Mi, 10. Oktober 2018

Rock & Pop

Odd Dog im Glashaus in Freiburg

Ein fähiges junges Team, das im Rahmen des postmodernen Jazz zu einem unverbrauchten, facettenreichen und persönlichen Sound gefunden hat. Odd Dog verbinden melosgeprägte Themen mit feinstrukturierten, klaren Arrangements und differenzierten Rhythmen. Vor einiger Zeit in Luzern gegründet, vereint diese schweizerisch-deutsche Band hohe Konzentration, handwerkliche Präzisionsarbeit und emotionalen Einsatz, leidenschaftliche Spielfreude. Das sympathische Quartett eroberte jetzt rasch und mühelos das Publikum im Glashaus in Freiburg. Dort lädt die Jazzlounge Rieselfeld am ersten Sonntag eines Monats zum Live-Jazz; und traf mit Odd Dog eine gute Wahl. Denn der in Müllheim lebende E-Gitarrist Sebastian Pietrowiak, Mischa Maurer (Piano), Jonas Hoenig aus Herbolzheim (E-Bass) und Schlagzeuger Mathias Meyer durchsetzen ihre Musik nicht selten mit unerwarteten Brüchen und Richtungsänderungen.

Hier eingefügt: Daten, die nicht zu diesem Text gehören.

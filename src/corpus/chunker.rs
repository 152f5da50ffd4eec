use std::sync::OnceLock;

use regex::Regex;
use serde::{Deserialize, Serialize};

use super::metadata::DocumentMetadata;
use super::CorpusChunk;

/// Chunking parameters, in words.
#[derive(Debug, Clone, Serialize, Deserialize)]
pub struct ChunkerConfig {
    /// Target chunk size in words.
    pub chunk_size: usize,
    /// Words carried over between consecutive chunks.
    pub chunk_overlap: usize,
}

impl Default for ChunkerConfig {
    fn default() -> Self {
        Self {
            chunk_size: 750,
            chunk_overlap: 150,
        }
    }
}

fn paragraph_pattern() -> &'static Regex {
    static RE: OnceLock<Regex> = OnceLock::new();
    RE.get_or_init(|| Regex::new(r"\n\s*\n").expect("valid paragraph pattern"))
}

/// Split text into chunks at paragraph boundaries.
///
/// Paragraphs are accumulated until adding the next one would push the chunk
/// past `chunk_size` words. When overlap is enabled and the emitted chunk
/// held more than one paragraph, the last paragraph is carried into the next
/// chunk so retrieval never loses cross-paragraph context. A single
/// paragraph longer than `chunk_size` becomes its own oversized chunk;
/// paragraphs are never split internally.
pub fn chunk_text(
    text: &str,
    metadata: &DocumentMetadata,
    config: &ChunkerConfig,
) -> Vec<CorpusChunk> {
    let paragraphs: Vec<&str> = paragraph_pattern()
        .split(text)
        .filter(|p| !p.trim().is_empty())
        .collect();

    let mut chunks = Vec::new();
    let mut current: Vec<&str> = Vec::new();
    let mut current_words = 0usize;
    let mut chunk_index = 0usize;

    for paragraph in paragraphs {
        let paragraph_words = paragraph.split_whitespace().count();

        if current_words + paragraph_words > config.chunk_size && !current.is_empty() {
            chunks.push(CorpusChunk {
                text: current.join("\n\n"),
                metadata: metadata.clone(),
                chunk_index,
                word_count: current_words,
            });
            chunk_index += 1;

            if config.chunk_overlap > 0 && current.len() > 1 {
                let carried = current[current.len() - 1];
                current = vec![carried];
                current_words = carried.split_whitespace().count();
            } else {
                current.clear();
                current_words = 0;
            }
        }

        current.push(paragraph);
        current_words += paragraph_words;
    }

    if !current.is_empty() {
        chunks.push(CorpusChunk {
            text: current.join("\n\n"),
            metadata: metadata.clone(),
            chunk_index,
            word_count: current_words,
        });
    }

    tracing::debug!(
        "Chunked '{}' into {} chunks",
        metadata.title,
        chunks.len()
    );
    chunks
}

Ein gekonntes Spiel auch mit Ellipsen: Nicht alles wird ausformuliert, gedehnt. Eine Neo-Fusion mit viel Schalk im Nacken. Gelungen auch, wie die Akteure Brücken spannen zwischen zarten, lyrischen Regungen und hochdosierten Grooves. Gleichberechtigt sind Pastell und kräftiger Auftrag. Bravourös zudem die solistischen Leistungen. Die Improvisationen laufen nicht ins Leere, sondern besitzen Sinn und Form. Ein Gig mit Kick.